Collected data entries
^^^^

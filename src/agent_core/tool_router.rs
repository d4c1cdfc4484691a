//! ToolRouter: dispatches tool invocations to their backends.
//!
//! The router is the bridge between the model's tool requests and the tool
//! servers. It handles:
//! - Dispatch by backend (audit / cluster subprocesses, local handlers)
//! - Lazy initialization of each transport client
//! - Timing and failure containment: every invocation yields one outcome
//! - One observability event per invocation
//! - Plans: ordered execution with short-circuit on critical failures

use std::sync::Arc;
use std::time::Instant;

use futures::future::join_all;

use crate::mcp_client::TransportClient;

use super::catalog::RECORD_SUGGESTION;
use super::types::{Backend, Suggestion, ToolEvent, ToolInvocation, ToolOutcome, ToolStatus};

// ─── Observability ──────────────────────────────────────────────────────────

/// Receives one event per routed invocation.
pub trait ToolObserver: Send + Sync {
    fn on_tool_event(&self, event: &ToolEvent);
}

/// Default observer: logs each event.
#[derive(Debug, Default, Clone, Copy)]
pub struct TracingObserver;

impl ToolObserver for TracingObserver {
    fn on_tool_event(&self, event: &ToolEvent) {
        match event.status {
            ToolStatus::Success => tracing::info!(
                backend = %event.backend,
                tool = %event.name,
                duration_ms = event.duration_ms,
                "tool call succeeded"
            ),
            ToolStatus::Failure => tracing::warn!(
                backend = %event.backend,
                tool = %event.name,
                duration_ms = event.duration_ms,
                error = event.error.as_deref().unwrap_or(""),
                "tool call failed"
            ),
        }
    }
}

/// Callback for suggestions recorded by the local backend.
pub type SuggestionSink = Arc<dyn Fn(Suggestion) + Send + Sync>;

// ─── Plans ──────────────────────────────────────────────────────────────────

/// One step of a plan. A failed critical step stops the plan.
#[derive(Debug, Clone, PartialEq)]
pub struct PlanStep {
    pub invocation: ToolInvocation,
    pub critical: bool,
}

impl PlanStep {
    pub fn critical(invocation: ToolInvocation) -> Self {
        Self {
            invocation,
            critical: true,
        }
    }

    pub fn optional(invocation: ToolInvocation) -> Self {
        Self {
            invocation,
            critical: false,
        }
    }
}

// ─── ToolRouter ─────────────────────────────────────────────────────────────

/// Routes invocations to the audit server, the cluster server, or the local
/// handlers. Owns one transport client per remote backend.
pub struct ToolRouter {
    audit: TransportClient,
    cluster: TransportClient,
    observer: Arc<dyn ToolObserver>,
    suggestion_sink: Option<SuggestionSink>,
}

impl ToolRouter {
    /// Create a router. Subprocesses are spawned on first use.
    pub fn new(audit: TransportClient, cluster: TransportClient) -> Self {
        Self {
            audit,
            cluster,
            observer: Arc::new(TracingObserver),
            suggestion_sink: None,
        }
    }

    /// Replace the observability sink.
    pub fn with_observer(mut self, observer: Arc<dyn ToolObserver>) -> Self {
        self.observer = observer;
        self
    }

    /// Forward recorded suggestions to `sink`.
    pub fn with_suggestion_sink(mut self, sink: SuggestionSink) -> Self {
        self.suggestion_sink = Some(sink);
        self
    }

    // ─── Dispatch ───────────────────────────────────────────────────────

    /// Execute one invocation. Never fails: faults become failed outcomes.
    pub async fn execute_tool(&self, invocation: &ToolInvocation) -> ToolOutcome {
        let start = Instant::now();

        let result = match invocation.backend {
            Backend::Audit => self.call_remote(&self.audit, invocation).await,
            Backend::Cluster => self.call_remote(&self.cluster, invocation).await,
            Backend::Local => self.execute_local(invocation),
            Backend::Unknown => Err(format!(
                "unknown tool '{}': no backend handles it",
                invocation.name
            )),
        };

        let elapsed = start.elapsed().as_millis() as u64;
        let outcome = match result {
            Ok(payload) => ToolOutcome::success(invocation, payload, elapsed),
            Err(error) => ToolOutcome::failure(invocation, error, elapsed),
        };

        self.observer.on_tool_event(&ToolEvent::from(&outcome));
        outcome
    }

    /// Execute a round of invocations, outcomes in request order.
    ///
    /// With `parallel` the calls are issued concurrently; requests to the
    /// same server share its process and are told apart by id.
    pub async fn execute_all(
        &self,
        invocations: &[ToolInvocation],
        parallel: bool,
    ) -> Vec<ToolOutcome> {
        if parallel {
            return join_all(invocations.iter().map(|inv| self.execute_tool(inv))).await;
        }

        let mut outcomes = Vec::with_capacity(invocations.len());
        for inv in invocations {
            outcomes.push(self.execute_tool(inv).await);
        }
        outcomes
    }

    /// Execute invocations strictly in order, stopping after the first
    /// failure. Returns the outcomes of the steps that ran.
    pub async fn execute_plan(&self, invocations: &[ToolInvocation]) -> Vec<ToolOutcome> {
        let steps: Vec<PlanStep> = invocations.iter().cloned().map(PlanStep::critical).collect();
        self.execute_plan_steps(&steps).await
    }

    /// Like `execute_plan`, but only critical steps stop the plan.
    pub async fn execute_plan_steps(&self, steps: &[PlanStep]) -> Vec<ToolOutcome> {
        let mut outcomes = Vec::with_capacity(steps.len());

        for (index, step) in steps.iter().enumerate() {
            let outcome = self.execute_tool(&step.invocation).await;
            let failed = !outcome.success;
            outcomes.push(outcome);

            if failed && step.critical {
                tracing::warn!(
                    step = index,
                    tool = %step.invocation.name,
                    skipped = steps.len() - index - 1,
                    "critical plan step failed, stopping plan"
                );
                break;
            }
        }

        outcomes
    }

    /// Close both transport clients. The next remote call re-spawns.
    pub async fn reset(&self) {
        self.audit.close().await;
        self.cluster.close().await;
    }

    // ─── Backends ───────────────────────────────────────────────────────

    async fn call_remote(
        &self,
        client: &TransportClient,
        invocation: &ToolInvocation,
    ) -> Result<serde_json::Value, String> {
        match client
            .call_tool(&invocation.name, invocation.arguments.clone())
            .await
        {
            Ok(out) if out.success => Ok(out.result.unwrap_or(serde_json::Value::Null)),
            Ok(out) => Err(out
                .error
                .unwrap_or_else(|| "tool server reported an error".to_string())),
            Err(e) => Err(e.to_string()),
        }
    }

    fn execute_local(&self, invocation: &ToolInvocation) -> Result<serde_json::Value, String> {
        if invocation.name != RECORD_SUGGESTION {
            return Err(format!("unknown local tool '{}'", invocation.name));
        }

        let suggestion = parse_suggestion(&invocation.arguments)?;
        let title = suggestion.title.clone();
        match &self.suggestion_sink {
            Some(sink) => sink(suggestion),
            None => tracing::info!(title = %suggestion.title, "suggestion recorded (no sink)"),
        }
        Ok(serde_json::Value::String(format!("Suggestion recorded: {title}")))
    }
}

// ─── Free Functions ─────────────────────────────────────────────────────────

/// Validate `record_suggestion` arguments.
fn parse_suggestion(arguments: &serde_json::Value) -> Result<Suggestion, String> {
    let obj = arguments
        .as_object()
        .ok_or_else(|| "arguments must be an object".to_string())?;

    let required = |field: &str| -> Result<String, String> {
        match obj.get(field) {
            Some(serde_json::Value::String(s)) if !s.trim().is_empty() => Ok(s.clone()),
            Some(serde_json::Value::String(_)) => Err(format!("'{field}' must not be empty")),
            Some(_) => Err(format!("'{field}' must be a string")),
            None => Err(format!("missing required field '{field}'")),
        }
    };

    let command = match obj.get("command") {
        None | Some(serde_json::Value::Null) => None,
        Some(serde_json::Value::String(s)) => Some(s.clone()),
        Some(_) => return Err("'command' must be a string".to_string()),
    };

    Ok(Suggestion {
        title: required("title")?,
        description: required("description")?,
        command,
    })
}

// ─── Tests ──────────────────────────────────────────────────────────────────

^^^^

__WHAT THIS TASK INVOLVES__:
Count the lines above that include the string "ToolObserver". Write only the number.

__EXERCISE ANSWER__:
4